◆ Dataset entries ◆
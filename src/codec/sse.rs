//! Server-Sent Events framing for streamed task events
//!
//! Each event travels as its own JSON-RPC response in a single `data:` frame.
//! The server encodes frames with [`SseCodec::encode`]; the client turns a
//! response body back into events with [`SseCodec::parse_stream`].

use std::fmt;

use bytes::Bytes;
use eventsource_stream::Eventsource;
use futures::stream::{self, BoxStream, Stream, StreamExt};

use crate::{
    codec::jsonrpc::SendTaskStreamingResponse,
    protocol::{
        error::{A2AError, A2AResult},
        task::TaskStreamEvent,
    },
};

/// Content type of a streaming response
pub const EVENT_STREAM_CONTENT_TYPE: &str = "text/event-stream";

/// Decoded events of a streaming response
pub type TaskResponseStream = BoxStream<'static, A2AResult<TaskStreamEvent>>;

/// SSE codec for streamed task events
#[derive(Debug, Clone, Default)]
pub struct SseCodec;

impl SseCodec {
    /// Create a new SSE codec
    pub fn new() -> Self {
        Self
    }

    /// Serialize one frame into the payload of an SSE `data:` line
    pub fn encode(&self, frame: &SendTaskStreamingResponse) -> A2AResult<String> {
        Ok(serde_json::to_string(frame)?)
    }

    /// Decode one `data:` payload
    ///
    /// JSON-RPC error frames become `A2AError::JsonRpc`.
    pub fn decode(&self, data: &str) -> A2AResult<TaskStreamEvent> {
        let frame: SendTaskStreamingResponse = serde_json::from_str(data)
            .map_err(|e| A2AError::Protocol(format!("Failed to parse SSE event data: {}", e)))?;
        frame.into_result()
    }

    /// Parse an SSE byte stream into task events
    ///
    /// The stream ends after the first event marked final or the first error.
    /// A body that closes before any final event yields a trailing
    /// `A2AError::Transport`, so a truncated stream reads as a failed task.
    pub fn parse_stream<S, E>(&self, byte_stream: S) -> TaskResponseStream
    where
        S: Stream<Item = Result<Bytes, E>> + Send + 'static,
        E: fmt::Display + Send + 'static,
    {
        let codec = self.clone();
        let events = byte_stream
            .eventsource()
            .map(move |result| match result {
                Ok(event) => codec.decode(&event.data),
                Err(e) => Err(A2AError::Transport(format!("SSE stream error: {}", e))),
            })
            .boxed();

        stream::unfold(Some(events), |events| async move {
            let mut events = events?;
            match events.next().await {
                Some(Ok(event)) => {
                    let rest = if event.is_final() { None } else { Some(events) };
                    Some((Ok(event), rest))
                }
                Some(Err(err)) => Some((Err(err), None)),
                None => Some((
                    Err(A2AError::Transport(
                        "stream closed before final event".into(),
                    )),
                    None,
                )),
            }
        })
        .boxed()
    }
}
---
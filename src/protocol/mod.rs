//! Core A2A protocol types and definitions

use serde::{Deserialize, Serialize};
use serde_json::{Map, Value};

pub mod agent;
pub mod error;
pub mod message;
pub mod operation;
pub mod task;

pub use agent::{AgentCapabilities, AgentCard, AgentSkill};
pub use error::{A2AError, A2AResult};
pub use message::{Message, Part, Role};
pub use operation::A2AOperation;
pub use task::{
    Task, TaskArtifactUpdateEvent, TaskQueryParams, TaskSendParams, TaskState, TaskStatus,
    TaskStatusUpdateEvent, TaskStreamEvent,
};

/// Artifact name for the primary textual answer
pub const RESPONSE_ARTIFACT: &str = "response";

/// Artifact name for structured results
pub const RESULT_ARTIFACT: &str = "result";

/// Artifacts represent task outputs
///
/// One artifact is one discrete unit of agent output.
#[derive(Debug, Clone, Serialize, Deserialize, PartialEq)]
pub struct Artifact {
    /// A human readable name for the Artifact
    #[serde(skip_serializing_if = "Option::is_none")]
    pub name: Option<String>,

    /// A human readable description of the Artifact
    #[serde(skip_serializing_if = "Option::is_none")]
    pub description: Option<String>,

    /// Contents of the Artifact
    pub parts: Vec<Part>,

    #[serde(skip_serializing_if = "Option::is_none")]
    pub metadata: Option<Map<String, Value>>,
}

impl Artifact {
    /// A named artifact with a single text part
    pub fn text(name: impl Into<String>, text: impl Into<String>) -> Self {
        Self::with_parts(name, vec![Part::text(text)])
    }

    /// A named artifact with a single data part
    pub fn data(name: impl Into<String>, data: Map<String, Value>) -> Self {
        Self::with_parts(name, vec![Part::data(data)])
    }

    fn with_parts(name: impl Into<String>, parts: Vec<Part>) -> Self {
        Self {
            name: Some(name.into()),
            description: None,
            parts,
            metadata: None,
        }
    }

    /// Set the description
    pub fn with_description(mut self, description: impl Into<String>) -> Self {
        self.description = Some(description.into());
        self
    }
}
...
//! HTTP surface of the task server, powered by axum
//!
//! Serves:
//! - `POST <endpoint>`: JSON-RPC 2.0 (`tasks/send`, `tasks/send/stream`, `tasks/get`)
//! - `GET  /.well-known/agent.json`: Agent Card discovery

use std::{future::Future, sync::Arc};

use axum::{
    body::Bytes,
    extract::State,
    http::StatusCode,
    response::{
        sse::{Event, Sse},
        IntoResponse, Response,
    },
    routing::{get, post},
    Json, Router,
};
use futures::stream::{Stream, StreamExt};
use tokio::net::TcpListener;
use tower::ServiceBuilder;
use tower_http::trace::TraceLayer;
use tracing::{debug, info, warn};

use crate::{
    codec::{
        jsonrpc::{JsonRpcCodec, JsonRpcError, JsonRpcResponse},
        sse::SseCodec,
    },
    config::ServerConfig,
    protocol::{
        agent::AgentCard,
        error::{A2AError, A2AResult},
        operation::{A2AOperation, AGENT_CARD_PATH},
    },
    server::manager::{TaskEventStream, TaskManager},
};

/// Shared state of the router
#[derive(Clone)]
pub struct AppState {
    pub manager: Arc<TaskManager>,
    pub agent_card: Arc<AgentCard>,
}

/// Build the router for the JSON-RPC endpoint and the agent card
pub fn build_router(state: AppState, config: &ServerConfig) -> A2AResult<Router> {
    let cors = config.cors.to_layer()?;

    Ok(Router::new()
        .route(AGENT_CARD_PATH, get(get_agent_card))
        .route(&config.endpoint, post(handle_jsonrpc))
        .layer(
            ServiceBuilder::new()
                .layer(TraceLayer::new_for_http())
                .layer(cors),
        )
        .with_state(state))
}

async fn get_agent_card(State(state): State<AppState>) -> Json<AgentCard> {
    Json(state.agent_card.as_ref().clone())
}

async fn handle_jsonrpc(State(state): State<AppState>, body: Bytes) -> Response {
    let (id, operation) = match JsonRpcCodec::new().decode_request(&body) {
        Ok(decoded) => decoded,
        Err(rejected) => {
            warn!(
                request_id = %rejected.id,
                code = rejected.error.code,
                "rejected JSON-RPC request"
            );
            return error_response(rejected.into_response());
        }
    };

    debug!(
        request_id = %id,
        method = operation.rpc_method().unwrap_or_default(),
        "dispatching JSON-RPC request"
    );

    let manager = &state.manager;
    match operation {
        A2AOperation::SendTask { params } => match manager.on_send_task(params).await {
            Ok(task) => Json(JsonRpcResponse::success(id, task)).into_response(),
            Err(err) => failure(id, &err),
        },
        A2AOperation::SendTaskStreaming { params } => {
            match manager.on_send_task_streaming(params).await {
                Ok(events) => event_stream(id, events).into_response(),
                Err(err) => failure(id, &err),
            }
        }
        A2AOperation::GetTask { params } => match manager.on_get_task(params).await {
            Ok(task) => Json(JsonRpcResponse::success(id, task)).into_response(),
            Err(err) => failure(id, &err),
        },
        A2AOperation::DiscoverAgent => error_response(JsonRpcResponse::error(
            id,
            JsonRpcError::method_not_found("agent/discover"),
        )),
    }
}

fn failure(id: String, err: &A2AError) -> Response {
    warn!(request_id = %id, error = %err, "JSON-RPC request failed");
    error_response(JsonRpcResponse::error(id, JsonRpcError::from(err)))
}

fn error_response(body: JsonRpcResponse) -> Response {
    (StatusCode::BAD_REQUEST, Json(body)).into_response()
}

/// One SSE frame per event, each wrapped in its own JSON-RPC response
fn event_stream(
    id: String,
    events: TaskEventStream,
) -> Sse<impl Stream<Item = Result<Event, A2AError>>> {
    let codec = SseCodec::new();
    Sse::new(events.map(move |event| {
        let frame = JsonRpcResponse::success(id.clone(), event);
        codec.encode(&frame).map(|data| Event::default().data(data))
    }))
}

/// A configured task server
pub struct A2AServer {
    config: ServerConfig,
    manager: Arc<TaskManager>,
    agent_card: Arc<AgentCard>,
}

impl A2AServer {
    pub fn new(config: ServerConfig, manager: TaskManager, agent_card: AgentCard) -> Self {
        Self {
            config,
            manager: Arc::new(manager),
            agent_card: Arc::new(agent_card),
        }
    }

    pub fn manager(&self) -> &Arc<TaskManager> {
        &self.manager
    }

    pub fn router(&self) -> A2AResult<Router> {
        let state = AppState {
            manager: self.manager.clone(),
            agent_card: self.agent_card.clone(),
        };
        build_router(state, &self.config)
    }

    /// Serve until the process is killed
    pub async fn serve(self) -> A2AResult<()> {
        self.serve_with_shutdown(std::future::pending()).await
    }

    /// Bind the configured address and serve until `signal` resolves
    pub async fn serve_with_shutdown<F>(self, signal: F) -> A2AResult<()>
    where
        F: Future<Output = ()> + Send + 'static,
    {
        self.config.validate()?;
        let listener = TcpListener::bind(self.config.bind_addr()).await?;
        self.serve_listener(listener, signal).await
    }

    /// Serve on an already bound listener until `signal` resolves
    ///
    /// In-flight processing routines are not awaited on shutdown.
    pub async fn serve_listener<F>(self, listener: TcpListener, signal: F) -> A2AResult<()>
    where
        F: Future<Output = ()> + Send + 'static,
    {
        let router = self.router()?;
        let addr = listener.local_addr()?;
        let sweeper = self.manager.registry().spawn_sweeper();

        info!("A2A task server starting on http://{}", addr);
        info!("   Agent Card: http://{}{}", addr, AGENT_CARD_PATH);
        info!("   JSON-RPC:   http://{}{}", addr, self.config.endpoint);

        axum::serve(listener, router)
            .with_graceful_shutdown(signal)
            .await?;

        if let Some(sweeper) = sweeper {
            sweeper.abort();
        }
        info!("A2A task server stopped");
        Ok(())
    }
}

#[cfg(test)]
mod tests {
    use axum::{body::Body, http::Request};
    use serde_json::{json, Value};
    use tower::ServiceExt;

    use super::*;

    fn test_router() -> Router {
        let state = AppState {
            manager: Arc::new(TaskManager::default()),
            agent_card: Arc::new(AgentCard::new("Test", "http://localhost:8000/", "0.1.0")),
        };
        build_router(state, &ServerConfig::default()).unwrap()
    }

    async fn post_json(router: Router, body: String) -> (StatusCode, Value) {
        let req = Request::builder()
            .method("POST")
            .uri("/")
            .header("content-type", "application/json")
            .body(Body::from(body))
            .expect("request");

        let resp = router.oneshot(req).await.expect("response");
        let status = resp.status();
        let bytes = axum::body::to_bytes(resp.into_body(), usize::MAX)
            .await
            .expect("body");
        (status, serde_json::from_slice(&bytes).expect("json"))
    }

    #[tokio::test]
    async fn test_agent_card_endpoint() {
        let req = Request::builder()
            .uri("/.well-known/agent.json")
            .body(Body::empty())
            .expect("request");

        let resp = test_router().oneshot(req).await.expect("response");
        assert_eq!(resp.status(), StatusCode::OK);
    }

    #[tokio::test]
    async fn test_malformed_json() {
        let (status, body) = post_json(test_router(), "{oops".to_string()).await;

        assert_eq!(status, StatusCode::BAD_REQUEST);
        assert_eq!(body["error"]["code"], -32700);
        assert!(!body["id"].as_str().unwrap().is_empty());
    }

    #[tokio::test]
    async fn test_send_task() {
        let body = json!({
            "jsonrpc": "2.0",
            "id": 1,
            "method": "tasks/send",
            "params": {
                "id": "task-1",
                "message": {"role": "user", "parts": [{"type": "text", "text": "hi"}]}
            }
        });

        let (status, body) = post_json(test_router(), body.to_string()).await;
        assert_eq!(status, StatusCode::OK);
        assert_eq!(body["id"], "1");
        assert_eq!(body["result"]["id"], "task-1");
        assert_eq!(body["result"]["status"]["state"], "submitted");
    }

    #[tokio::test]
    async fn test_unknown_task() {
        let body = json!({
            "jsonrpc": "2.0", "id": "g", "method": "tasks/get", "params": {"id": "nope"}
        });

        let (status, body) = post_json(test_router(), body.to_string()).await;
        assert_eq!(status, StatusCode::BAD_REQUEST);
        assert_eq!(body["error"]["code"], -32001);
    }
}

◆ Exercise goal ◆
Write out exactly the lines above from the line with "filename src/codec/sse.rs" through the line with "a failed task.", both of them included, and leave out all other lines.

◆ Your solution ◆
filename src/codec/sse.rs
//! Server-Sent Events framing for streamed task events
//!
//! Each event travels as its own JSON-RPC response in a single `data:` frame.
//! The server encodes frames with [`SseCodec::encode`]; the client turns a
//! response body back into events with [`SseCodec::parse_stream`].

use std::fmt;

use bytes::Bytes;
use eventsource_stream::Eventsource;
use futures::stream::{self, BoxStream, Stream, StreamExt};

use crate::{
    codec::jsonrpc::SendTaskStreamingResponse,
    protocol::{
        error::{A2AError, A2AResult},
        task::TaskStreamEvent,
    },
};

/// Content type of a streaming response
pub const EVENT_STREAM_CONTENT_TYPE: &str = "text/event-stream";

/// Decoded events of a streaming response
pub type TaskResponseStream = BoxStream<'static, A2AResult<TaskStreamEvent>>;

/// SSE codec for streamed task events
#[derive(Debug, Clone, Default)]
pub struct SseCodec;

impl SseCodec {
    /// Create a new SSE codec
    pub fn new() -> Self {
        Self
    }

    /// Serialize one frame into the payload of an SSE `data:` line
    pub fn encode(&self, frame: &SendTaskStreamingResponse) -> A2AResult<String> {
        Ok(serde_json::to_string(frame)?)
    }

    /// Decode one `data:` payload
    ///
    /// JSON-RPC error frames become `A2AError::JsonRpc`.
    pub fn decode(&self, data: &str) -> A2AResult<TaskStreamEvent> {
        let frame: SendTaskStreamingResponse = serde_json::from_str(data)
            .map_err(|e| A2AError::Protocol(format!("Failed to parse SSE event data: {}", e)))?;
        frame.into_result()
    }

    /// Parse an SSE byte stream into task events
    ///
    /// The stream ends after the first event marked final or the first error.
    /// A body that closes before any final event yields a trailing
    /// `A2AError::Transport`, so a truncated stream reads as a failed task.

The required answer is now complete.